The Editorial Board of SANS NewsBites
John Pescatore was Vice President at Gartner Inc. for fourteen years. He became a director of the SANS Institute in 2013. He has worked in computer and network security since 1978 including time at the NSA and the U.S. Secret Service.
Shawn Henry recently retired as FBI Executive Assistant Director responsible for all criminal and cyber programs and investigations worldwide, as well as international operations and the FBI's critical incident response. He is now president of CrowdStrike Services.
Stephen Northcutt founded the GIAC certification and is President of STI, the premier skills-based cyber security graduate school, www.sans.edu.
Dr. Johannes Ullrich is Chief Technology Officer of the Internet Storm Center and Dean of the Faculty of the graduate school at the SANS Technology Institute.

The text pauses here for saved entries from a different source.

//! Aggregation and filtering over the in-memory POI set
//!
//! Everything here is a pure function of (record set, filter state):
//! no I/O, no hidden state, and nothing that can fail. An empty set
//! degrades to zeros and absent extrema.

use schemars::JsonSchema;
use serde::{Deserialize, Serialize};
use std::collections::{BTreeMap, BTreeSet, HashSet};

use crate::model::Poi;

/// Dashboard filter state
#[derive(Debug, Clone, Default, Serialize, Deserialize, JsonSchema)]
pub struct PoiFilter {
  /// Exact-match category; `None` or empty means no category filter
  pub category: Option<String>,
  /// Minimum review count, inclusive
  pub min_reviews: u64,
}

impl PoiFilter {
  /// Whether `poi` passes this filter
  pub fn matches(&self, poi: &Poi) -> bool {
    let category_ok = match self.category.as_deref() {
      None | Some("") => true,
      Some(category) => poi.category == category,
    };
    category_ok && poi.reviews >= self.min_reviews
  }
}

/// The currently visible subset under `filter`
pub fn filter_pois<'a>(pois: &'a [Poi], filter: &PoiFilter) -> Vec<&'a Poi> {
  pois.iter().filter(|poi| filter.matches(poi)).collect()
}

/// Distinct non-empty categories, sorted for the filter dropdown
pub fn unique_categories(pois: &[Poi]) -> Vec<String> {
  let set: BTreeSet<&str> =
    pois.iter().map(|poi| poi.category.as_str()).filter(|category| !category.is_empty()).collect();
  set.into_iter().map(str::to_string).collect()
}

/// All statistics shown on the insights dashboard
///
/// Computed over the unfiltered record set; the filtered count lives
/// beside this in the API response because it depends on filter state.
#[derive(Debug, Clone, Default, Serialize, Deserialize, JsonSchema)]
pub struct DashboardStats {
  /// Size of the full record set
  pub total_pois: usize,
  /// Number of distinct non-empty categories
  pub total_categories: usize,
  /// Sum of review counts
  pub total_reviews: u64,
  /// Total reviews over total POIs, rounded; 0 for an empty set
  pub average_reviews: u64,
  /// Record with the highest review count (first occurrence wins ties)
  pub most_reviewed: Option<Poi>,
  /// Record with the lowest review count (first occurrence wins ties)
  pub least_reviewed: Option<Poi>,
  /// Category with the most records; ties break lexicographically
  pub most_common_category: Option<String>,
  /// Number of distinct non-empty postal codes
  pub unique_postal_codes: usize,
  /// Number of distinct non-empty data sources
  pub unique_sources: usize,
}

impl DashboardStats {
  /// Derive every dashboard statistic from the record set
  pub fn compute(pois: &[Poi]) -> Self {
    let total_pois = pois.len();
    let total_reviews: u64 = pois.iter().map(|poi| poi.reviews).sum();

    let average_reviews = if total_pois == 0 {
      0
    } else {
      (total_reviews as f64 / total_pois as f64).round() as u64
    };

    // Left-to-right folds with strict comparisons keep the first
    // occurrence on ties
    let mut most_reviewed: Option<&Poi> = None;
    let mut least_reviewed: Option<&Poi> = None;
    for poi in pois {
      match most_reviewed {
        Some(best) if poi.reviews <= best.reviews => {}
        _ => most_reviewed = Some(poi),
      }
      match least_reviewed {
        Some(worst) if poi.reviews >= worst.reviews => {}
        _ => least_reviewed = Some(poi),
      }
    }

    let mut category_counts: BTreeMap<&str, usize> = BTreeMap::new();
    for poi in pois {
      if !poi.category.is_empty() {
        *category_counts.entry(poi.category.as_str()).or_insert(0) += 1;
      }
    }
    let total_categories = category_counts.len();

    // BTreeMap iterates in lexicographic order, so a strict `>` keeps
    // the lexicographically smallest category on count ties
    let mut most_common_category: Option<(&str, usize)> = None;
    for (&category, &count) in &category_counts {
      match most_common_category {
        Some((_, best)) if count <= best => {}
        _ => most_common_category = Some((category, count)),
      }
    }

    let unique_postal_codes = pois
      .iter()
      .map(|poi| poi.postal_code.as_str())
      .filter(|code| !code.is_empty())
      .collect::<HashSet<_>>()
      .len();

    let unique_sources = pois
      .iter()
      .map(|poi| poi.source.as_str())
      .filter(|source| !source.is_empty())
      .collect::<HashSet<_>>()
      .len();

    Self {
      total_pois,
      total_categories,
      total_reviews,
      average_reviews,
      most_reviewed: most_reviewed.cloned(),
      least_reviewed: least_reviewed.cloned(),
      most_common_category: most_common_category.map(|(category, _)| category.to_string()),
      unique_postal_codes,
      unique_sources,
    }
  }
}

Ed Skoudis is co-founder of CounterHack, the nation's top producer of cyber ranges, simulations, and competitive challenges, now used from high schools to the Air Force. He is also author and lead instructor of the SANS Hacker Exploits and Incident Handling course, and Penetration Testing course..
William Hugh Murray is an executive consultant and trainer in Information Assurance and Associate Professor at the Naval Postgraduate School.

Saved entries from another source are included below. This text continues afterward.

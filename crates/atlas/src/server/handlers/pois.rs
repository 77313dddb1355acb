//! Dashboard endpoint handlers
//!
//! The stats and listing endpoints run the full harvest against the
//! store on every request: the dataset is read-mostly and each
//! dashboard load owns its own snapshot, so there is no cross-request
//! cache to invalidate. The harvest is fail-soft, so these endpoints
//! degrade to partial data instead of failing.

use axum::extract::{Extension, Query, State};
use axum::response::Json;
use uuid::Uuid;

use crate::catalog;
use crate::engine::{filter_pois, unique_categories, DashboardStats, PoiFilter};
use crate::fetch::harvest;
use crate::layers::LayerKind;
use crate::server::middleware::RequestContext;
use crate::server::types::{
  BaseResponse, BusinessTypeInfo, CatalogResponse, CategoriesResponse, DashboardQuery,
  DashboardStatsResponse, LayerCatalogResponse, LayerInfo, PoiListResponse,
};
use crate::server::AppState;

fn filter_from(query: &DashboardQuery) -> PoiFilter {
  PoiFilter { category: query.category.clone(), min_reviews: query.min_reviews }
}

/// GET /pois/stats - Dashboard statistics plus the filtered count
pub async fn dashboard_stats(
  State(state): State<AppState>,
  Extension(context): Extension<RequestContext>,
  Query(query): Query<DashboardQuery>,
) -> Json<BaseResponse<DashboardStatsResponse>> {
  let transaction_id = Uuid::new_v4();

  let outcome = harvest(state.store.as_ref(), state.store.config().page_size).await;
  if !outcome.complete {
    context
      .log_warn(
        &format!("harvest incomplete, computing stats over {} records", outcome.pois.len()),
        "dashboard",
      )
      .await;
  }

  let filter = filter_from(&query);
  let filtered_count = filter_pois(&outcome.pois, &filter).len();

  let response = DashboardStatsResponse {
    stats: DashboardStats::compute(&outcome.pois),
    filtered_count,
    categories: unique_categories(&outcome.pois),
    complete: outcome.complete,
    pages_fetched: outcome.pages_fetched,
  };

  context
    .log_success(&format!("computed stats over {} records", response.stats.total_pois), "dashboard")
    .await;

  Json(BaseResponse::success(response, transaction_id))
}

/// GET /pois - The filtered subset, optionally capped
pub async fn list_pois(
  State(state): State<AppState>,
  Query(query): Query<DashboardQuery>,
) -> Json<BaseResponse<PoiListResponse>> {
  let transaction_id = Uuid::new_v4();

  let outcome = harvest(state.store.as_ref(), state.store.config().page_size).await;

  let filter = filter_from(&query);
  let mut pois: Vec<_> = filter_pois(&outcome.pois, &filter).into_iter().cloned().collect();
  if let Some(limit) = query.limit {
    pois.truncate(limit);
  }

  let count = pois.len();
  let response = PoiListResponse { pois, count, complete: outcome.complete };

  Json(BaseResponse::success(response, transaction_id))
}

/// GET /pois/categories - Distinct categories for the filter dropdown
pub async fn list_categories(
  State(state): State<AppState>,
) -> Json<BaseResponse<CategoriesResponse>> {
  let transaction_id = Uuid::new_v4();

  let outcome = harvest(state.store.as_ref(), state.store.config().page_size).await;
  let response = CategoriesResponse { categories: unique_categories(&outcome.pois) };

  Json(BaseResponse::success(response, transaction_id))
}

/// GET /layers - The map layer catalog
pub async fn layer_catalog() -> Json<BaseResponse<LayerCatalogResponse>> {
  let transaction_id = Uuid::new_v4();

  let layers = LayerKind::ALL
    .iter()
    .map(|layer| LayerInfo {
      key: layer.key().to_string(),
      label: layer.label().to_string(),
      explanation: layer.explanation().to_string(),
    })
    .collect();

  Json(BaseResponse::success(LayerCatalogResponse { layers }, transaction_id))
}

/// GET /catalog - Business-type taxonomy and map extent
pub async fn business_catalog() -> Json<BaseResponse<CatalogResponse>> {
  let transaction_id = Uuid::new_v4();

  let types = catalog::BUSINESS_TYPES
    .iter()
    .map(|entry| BusinessTypeInfo {
      key: entry.key.to_string(),
      label: entry.label.to_string(),
      color: entry.color.to_string(),
    })
    .collect();

  let response = CatalogResponse {
    types,
    center: catalog::CITY_CENTER,
    bounds: catalog::CITY_BOUNDS,
  };

  Json(BaseResponse::success(response, transaction_id))
}
//! Directory endpoint handlers: venue listings, address lookup, search

use axum::extract::{Query, State};
use axum::http::StatusCode;
use axum::response::Json;
use uuid::Uuid;

use crate::server::types::{
  ApiError, BaseResponse, LocationsQuery, LocationsResponse, SearchQuery, SearchResponse,
  VenueListResponse,
};
use crate::server::AppState;
use crate::store::StoreError;

type HandlerError = (StatusCode, Json<BaseResponse<()>>);

fn store_failure(key: &str, err: StoreError, transaction_id: Uuid) -> HandlerError {
  let error = ApiError::new(key, &err.to_string());
  (StatusCode::INTERNAL_SERVER_ERROR, Json(BaseResponse::<()>::error(vec![error], transaction_id)))
}

/// GET /malls - Column-selected mall listing
pub async fn list_malls(
  State(state): State<AppState>,
) -> Result<Json<BaseResponse<VenueListResponse>>, HandlerError> {
  let transaction_id = Uuid::new_v4();

  let venues = state
    .store
    .list_malls()
    .await
    .map_err(|err| store_failure("malls_query_failed", err, transaction_id))?;

  let count = venues.len();
  Ok(Json(BaseResponse::success(VenueListResponse { venues, count }, transaction_id)))
}

/// GET /banks - Column-selected bank listing
pub async fn list_banks(
  State(state): State<AppState>,
) -> Result<Json<BaseResponse<VenueListResponse>>, HandlerError> {
  let transaction_id = Uuid::new_v4();

  let venues = state
    .store
    .list_banks()
    .await
    .map_err(|err| store_failure("banks_query_failed", err, transaction_id))?;

  let count = venues.len();
  Ok(Json(BaseResponse::success(VenueListResponse { venues, count }, transaction_id)))
}

/// GET /locations?business_name= - Address lookup by business name
///
/// An absent or empty name yields an empty list, not an error.
pub async fn find_locations(
  State(state): State<AppState>,
  Query(query): Query<LocationsQuery>,
) -> Result<Json<BaseResponse<LocationsResponse>>, HandlerError> {
  let transaction_id = Uuid::new_v4();

  let business_name = query.business_name.unwrap_or_default();
  let locations = state
    .store
    .find_locations(&business_name)
    .await
    .map_err(|err| store_failure("locations_query_failed", err, transaction_id))?;

  let count = locations.len();
  Ok(Json(BaseResponse::success(LocationsResponse { locations, count }, transaction_id)))
}

/// GET /search?query= - Title search across the directory tables
pub async fn search(
  State(state): State<AppState>,
  Query(query): Query<SearchQuery>,
) -> Result<Json<BaseResponse<SearchResponse>>, HandlerError> {
  let transaction_id = Uuid::new_v4();

  let text = query.query.unwrap_or_default();
  let results = state
    .store
    .search_directory(&text)
    .await
    .map_err(|err| store_failure("search_failed", err, transaction_id))?;

  let total = results.len();
  Ok(Json(BaseResponse::success(SearchResponse { results, total }, transaction_id)))
}
//! Static reference data: business types, display colors, map extent
//!
//! The explorer views key everything off a small fixed taxonomy of
//! business types. Keys match the upstream dataset names; labels and
//! colors are what the presentation layer shows.

use schemars::JsonSchema;
use serde::{Deserialize, Serialize};

/// One entry in the business-type taxonomy
#[derive(Debug, Clone, Copy, PartialEq, Eq)]
pub struct BusinessType {
  /// Dataset key, e.g. "coffeeshops"
  pub key: &'static str,
  /// Display label, e.g. "Cafe"
  pub label: &'static str,
  /// Display color as a hex string
  pub color: &'static str,
}

/// Every known business type
pub const BUSINESS_TYPES: [BusinessType; 9] = [
  BusinessType { key: "bakeries", label: "Bakery", color: "#FF6B6B" },
  BusinessType { key: "coffeeshops", label: "Cafe", color: "#C3A6A0" },
  BusinessType { key: "hospitals", label: "Healthcare", color: "#45B7D1" },
  BusinessType { key: "malls", label: "Shopping Mall", color: "#4ECDC4" },
  BusinessType { key: "pizzashops", label: "Restaurant", color: "#FF8C42" },
  BusinessType { key: "realestate", label: "Real Estate", color: "#95A5A6" },
  BusinessType { key: "salons", label: "Beauty Salon", color: "#FFE66D" },
  BusinessType { key: "schools", label: "Education", color: "#96CEB4" },
  BusinessType { key: "supermarkets", label: "Retail", color: "#2ECC71" },
];

/// Color used for labels outside the taxonomy
pub const DEFAULT_COLOR: &str = "#666666";

/// Display label for a dataset key
pub fn label_for(key: &str) -> Option<&'static str> {
  BUSINESS_TYPES.iter().find(|entry| entry.key == key).map(|entry| entry.label)
}

/// Display color for a label, falling back to [`DEFAULT_COLOR`]
pub fn color_for(label: &str) -> &'static str {
  BUSINESS_TYPES
    .iter()
    .find(|entry| entry.label == label)
    .map(|entry| entry.color)
    .unwrap_or(DEFAULT_COLOR)
}

/// A WGS84 coordinate pair
#[derive(Debug, Clone, Copy, PartialEq, Serialize, Deserialize, JsonSchema)]
pub struct GeoPoint {
  pub latitude: f64,
  pub longitude: f64,
}

/// Rectangular map extent
#[derive(Debug, Clone, Copy, PartialEq, Serialize, Deserialize, JsonSchema)]
pub struct MapBounds {
  pub north: f64,
  pub south: f64,
  pub east: f64,
  pub west: f64,
}

/// Default map viewport center (Lahore)
pub const CITY_CENTER: GeoPoint = GeoPoint { latitude: 31.5204, longitude: 74.3587 };

/// Default map viewport bounds (Lahore)
pub const CITY_BOUNDS: MapBounds =
  MapBounds { north: 31.6354, south: 31.4018, east: 74.5019, west: 74.2284 };

impl MapBounds {
  /// Whether a point falls inside these bounds
  pub fn contains(&self, point: GeoPoint) -> bool {
    point.latitude <= self.north
      && point.latitude >= self.south
      && point.longitude <= self.east
      && point.longitude >= self.west
  }
}

#[cfg(test)]
mod tests {
  use super::*;

  #[test]
  fn label_lookup_by_dataset_key() {
    assert_eq!(label_for("coffeeshops"), Some("Cafe"));
    assert_eq!(label_for("unknown"), None);
  }

  #[test]
  fn color_lookup_falls_back_to_default() {
    assert_eq!(color_for("Cafe"), "#C3A6A0");
    assert_eq!(color_for("Nonexistent"), DEFAULT_COLOR);
  }

  #[test]
  fn city_center_sits_inside_city_bounds() {
    assert!(CITY_BOUNDS.contains(CITY_CENTER));
  }

  #[test]
  fn bounds_exclude_far_away_points() {
    assert!(!CITY_BOUNDS.contains(GeoPoint { latitude: 0.0, longitude: 0.0 }));
  }
}
//! Server management for automatic server startup and lifecycle
//!
//! Handles starting a local Atlas server when the CLI needs one and
//! waiting until it is ready to serve requests.

use anyhow::{anyhow, Result};
use std::process::{Child, Command, Stdio};
use std::time::Duration;
use tokio::time::sleep;

use crate::cli::client::{get_client, AtlasClient};

// Server startup configuration
const SERVER_STARTUP_TIMEOUT_SECS: u64 = 30;
const SERVER_CHECK_INTERVAL_MS: u64 = 500;

/// Manages the local Atlas server lifecycle
pub struct ServerManager {
  client: AtlasClient,
}

impl Default for ServerManager {
  fn default() -> Self {
    Self::new()
  }
}

impl ServerManager {
  /// Create a new server manager
  pub fn new() -> Self {
    Self { client: get_client() }
  }

  /// Ensure the server is running, starting it if necessary
  pub async fn ensure_server_running(&self) -> Result<()> {
    if self.client.health_check().await.is_ok() {
      return Ok(());
    }

    quill::info!("Starting local atlas server...");
    self.start_server().await?;

    self.wait_for_server().await?;

    quill::info!("Atlas server is ready");
    Ok(())
  }

  /// Start the server in the background
  async fn start_server(&self) -> Result<Child> {
    let server_binary = self.find_server_binary()?;

    let mut cmd = Command::new(server_binary);
    cmd
      .args(["--bind", "127.0.0.1:4600"])
      .stdout(Stdio::null())
      .stderr(Stdio::null())
      .stdin(Stdio::null())
      .envs(std::env::vars()); // Pass through the store configuration

    let child = cmd.spawn().map_err(|e| anyhow!("Failed to start atlas server: {}", e))?;

    Ok(child)
  }

  /// Wait for the server to become ready
  async fn wait_for_server(&self) -> Result<()> {
    let max_attempts = (SERVER_STARTUP_TIMEOUT_SECS * 1000) / SERVER_CHECK_INTERVAL_MS;
    let mut attempts = 0;

    while attempts < max_attempts {
      if self.client.health_check().await.is_ok() {
        return Ok(());
      }

      sleep(Duration::from_millis(SERVER_CHECK_INTERVAL_MS)).await;
      attempts += 1;
    }

    Err(anyhow!("Server failed to start within {} seconds", SERVER_STARTUP_TIMEOUT_SECS))
  }

  /// Find the atlas_server binary
  fn find_server_binary(&self) -> Result<String> {
    // First check if atlas_server is available in PATH
    if let Ok(output) = Command::new("which").arg("atlas_server").output() {
      if output.status.success() {
        let path = String::from_utf8_lossy(&output.stdout).trim().to_string();
        if !path.is_empty() {
          return Ok(path);
        }
      }
    }

    // Check local build locations as fallback
    let local_paths_to_try = [
      "target/release/atlas_server", // Local release build (preferred)
      "target/debug/atlas_server",   // Local debug build (fallback)
    ];

    for path in &local_paths_to_try {
      if std::fs::metadata(path).is_ok() {
        return Ok(path.to_string());
      }
    }

    Err(anyhow!("atlas_server binary not found. Please ensure it's installed or build it locally."))
  }
}

/// Global function to ensure the server is running
pub async fn ensure_server_running() -> Result<()> {
  let manager = ServerManager::new();
  manager.ensure_server_running().await
}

Michael Assante was Vice President and Chief Security Officer at NERC, led a key control systems group at Idaho National Labs, and was Vice President and Chief Security Officer for American Electric Power.

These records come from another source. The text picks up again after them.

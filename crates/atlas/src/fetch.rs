//! Paginated harvest of the full POI table
//!
//! The store caps page sizes, so the full record set is assembled by
//! walking fixed-size pages at increasing offsets. The loop is
//! fail-soft: a page that cannot be fetched after retries ends the
//! harvest early with whatever accumulated, never an error. Callers
//! can tell a partial harvest apart from a full one via
//! [`HarvestOutcome::complete`].

use async_trait::async_trait;
use std::time::Duration;
use tokio::time::sleep;
use tracing::{debug, warn};

use crate::model::{Poi, RawPoi};
use crate::store::{StoreClient, StoreError};

/// Extra attempts per page after the first failure
const PAGE_RETRY_LIMIT: u32 = 2;
/// Base backoff between retry attempts, scaled linearly
const RETRY_BACKOFF_MS: u64 = 200;

/// A source of POI pages
///
/// The production implementation is [`StoreClient`]; tests drive the
/// harvest loop with in-memory fakes.
#[async_trait]
pub trait PoiSource: Send + Sync {
  /// Fetch up to `limit` rows starting at `offset`
  async fn fetch_page(&self, offset: usize, limit: usize) -> Result<Vec<RawPoi>, StoreError>;
}

#[async_trait]
impl PoiSource for StoreClient {
  async fn fetch_page(&self, offset: usize, limit: usize) -> Result<Vec<RawPoi>, StoreError> {
    self.table("pois").range(offset, offset + limit.saturating_sub(1)).fetch().await
  }
}

/// Result of a harvest run
#[derive(Debug, Clone, Default)]
pub struct HarvestOutcome {
  /// Normalized records, in page order
  pub pois: Vec<Poi>,
  /// Number of page requests that returned rows or an empty tail page
  pub pages_fetched: usize,
  /// Whether the source reported end-of-data (false means a page
  /// request failed and the result is partial)
  pub complete: bool,
}

/// Fetch every row of the POI table, one page at a time
///
/// Termination: a page shorter than `page_size` signals end-of-data.
/// A table that is an exact multiple of the page size therefore costs
/// one final request that returns zero rows. Rows are normalized to
/// [`Poi`] as they arrive.
///
/// Dropping the returned future abandons the harvest; no work outlives
/// the caller.
pub async fn harvest(source: &dyn PoiSource, page_size: usize) -> HarvestOutcome {
  let mut outcome = HarvestOutcome::default();
  if page_size == 0 {
    outcome.complete = true;
    return outcome;
  }

  let mut offset = 0usize;
  loop {
    let page = match fetch_page_with_retry(source, offset, page_size).await {
      Ok(page) => page,
      Err(err) => {
        warn!(offset, error = %err, "page request failed, keeping partial harvest");
        return outcome;
      }
    };

    outcome.pages_fetched += 1;
    let fetched = page.len();
    outcome.pois.extend(page.into_iter().map(Poi::from));

    if fetched < page_size {
      outcome.complete = true;
      return outcome;
    }

    offset += page_size;
  }
}

async fn fetch_page_with_retry(
  source: &dyn PoiSource,
  offset: usize,
  limit: usize,
) -> Result<Vec<RawPoi>, StoreError> {
  let mut attempt = 0u32;
  loop {
    match source.fetch_page(offset, limit).await {
      Ok(page) => return Ok(page),
      Err(err) if attempt < PAGE_RETRY_LIMIT => {
        attempt += 1;
        debug!(offset, attempt, error = %err, "retrying page request");
        sleep(Duration::from_millis(RETRY_BACKOFF_MS * u64::from(attempt))).await;
      }
      Err(err) => return Err(err),
    }
  }
}

#[cfg(test)]
mod tests {
  use super::*;
  use std::sync::atomic::{AtomicUsize, Ordering};

  /// In-memory page source over `total` synthetic rows
  struct FixtureSource {
    total: usize,
    requests: AtomicUsize,
    /// Fail this many leading attempts for the page at `fail_offset`
    fail_offset: Option<usize>,
    failures_to_inject: AtomicUsize,
  }

  impl FixtureSource {
    fn new(total: usize) -> Self {
      Self {
        total,
        requests: AtomicUsize::new(0),
        fail_offset: None,
        failures_to_inject: AtomicUsize::new(0),
      }
    }

    fn failing_at(total: usize, fail_offset: usize, failures: usize) -> Self {
      Self {
        total,
        requests: AtomicUsize::new(0),
        fail_offset: Some(fail_offset),
        failures_to_inject: AtomicUsize::new(failures),
      }
    }

    fn requests(&self) -> usize {
      self.requests.load(Ordering::SeqCst)
    }

    fn row(idx: usize) -> RawPoi {
      RawPoi {
        title: Some(format!("poi_{idx}")),
        reviews_count: Some(idx.to_string()),
        ..RawPoi::default()
      }
    }
  }

  #[async_trait]
  impl PoiSource for FixtureSource {
    async fn fetch_page(&self, offset: usize, limit: usize) -> Result<Vec<RawPoi>, StoreError> {
      self.requests.fetch_add(1, Ordering::SeqCst);

      if self.fail_offset == Some(offset)
        && self
          .failures_to_inject
          .fetch_update(Ordering::SeqCst, Ordering::SeqCst, |n| n.checked_sub(1))
          .is_ok()
      {
        return Err(StoreError::Configuration("injected failure".to_string()));
      }

      let end = (offset + limit).min(self.total);
      Ok((offset..end.max(offset)).map(Self::row).collect())
    }
  }

  #[tokio::test]
  async fn empty_table_completes_after_one_request() {
    let source = FixtureSource::new(0);
    let outcome = harvest(&source, 10).await;
    assert!(outcome.complete);
    assert!(outcome.pois.is_empty());
    assert_eq!(source.requests(), 1);
  }

  #[tokio::test]
  async fn short_table_completes_in_one_page() {
    let source = FixtureSource::new(5);
    let outcome = harvest(&source, 10).await;
    assert!(outcome.complete);
    assert_eq!(outcome.pois.len(), 5);
    assert_eq!(outcome.pages_fetched, 1);
    assert_eq!(source.requests(), 1);
  }

  #[tokio::test]
  async fn exact_page_multiple_costs_one_trailing_empty_request() {
    // 20 rows at page size 10: two full pages, then the zero-row page
    // that proves end-of-data
    let source = FixtureSource::new(20);
    let outcome = harvest(&source, 10).await;
    assert!(outcome.complete);
    assert_eq!(outcome.pois.len(), 20);
    assert_eq!(source.requests(), 3);
  }

  #[tokio::test]
  async fn one_past_the_page_boundary_terminates() {
    let source = FixtureSource::new(11);
    let outcome = harvest(&source, 10).await;
    assert!(outcome.complete);
    assert_eq!(outcome.pois.len(), 11);
    assert_eq!(source.requests(), 2);
  }

  #[tokio::test]
  async fn table_equal_to_one_page_terminates() {
    let source = FixtureSource::new(10);
    let outcome = harvest(&source, 10).await;
    assert!(outcome.complete);
    assert_eq!(outcome.pois.len(), 10);
    assert_eq!(source.requests(), 2);
  }

  #[tokio::test]
  async fn rows_accumulate_in_page_order() {
    let source = FixtureSource::new(25);
    let outcome = harvest(&source, 10).await;
    let titles: Vec<_> = outcome.pois.iter().map(|poi| poi.title.as_str()).collect();
    assert_eq!(titles[0], "poi_0");
    assert_eq!(titles[24], "poi_24");
  }

  #[tokio::test]
  async fn persistent_failure_keeps_partial_harvest() {
    // Second page fails more times than the retry budget allows
    let source = FixtureSource::failing_at(30, 10, 10);
    let outcome = harvest(&source, 10).await;
    assert!(!outcome.complete);
    assert_eq!(outcome.pois.len(), 10);
    assert_eq!(outcome.pages_fetched, 1);
  }

  #[tokio::test]
  async fn transient_failure_is_retried_and_recovered() {
    // Two failures fit inside the retry budget, so the harvest completes
    let source = FixtureSource::failing_at(30, 10, 2);
    let outcome = harvest(&source, 10).await;
    assert!(outcome.complete);
    assert_eq!(outcome.pois.len(), 30);
  }

  #[tokio::test]
  async fn zero_page_size_returns_empty_without_requests() {
    let source = FixtureSource::new(50);
    let outcome = harvest(&source, 0).await;
    assert!(outcome.complete);
    assert!(outcome.pois.is_empty());
    assert_eq!(source.requests(), 0);
  }
}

Sean McBride is Director of Analysis and co-founder of Critical Intelligence, and, while at Idaho National Laboratory, he initiated the situational awareness effort that became the ICS-CERT.
Rob Lee is the curriculum lead instructor for the SANS Institute's computer forensic courses (computer-forensics.sans.org) and a Director at the incident response company Mandiant.
Tom Liston is a Senior Security Consultant and Malware Analyst for Inguardians, a handler for the SANS Institute's Internet Storm Center, and co-author of the book Counter Hack Reloaded.
Dr. Eric Cole is an instructor, author and fellow with The SANS Institute. He has written five books, including Insider Threat and he is a founder with Secure Anchor Consulting.
Mason Brown is one of a very small number of people in the information security field who have held a top management position in a Fortune 50 company (Alcoa). He is leading SANS' global initiative to improve application security.
David Hoelzer is the director of research & principal examiner for Enclave Forensics and a senior fellow with the SANS Technology Institute.
Gal Shpantzer is a trusted advisor to CSOs of large corporations, technology startups, Ivy League universities and non-profits specializing in critical infrastructure protection. Gal created the Security Outliers project in 2009, focusing on the role of culture in risk management outcomes and contributes to the Infosec Burnout project.
Alan Paller is director of research at the SANS Institute.
Brian Honan is an independent security consultant based in Dublin, Ireland.
David Turley is SANS infrastructure manager and serves as production manager and final editor on SANS NewsBites.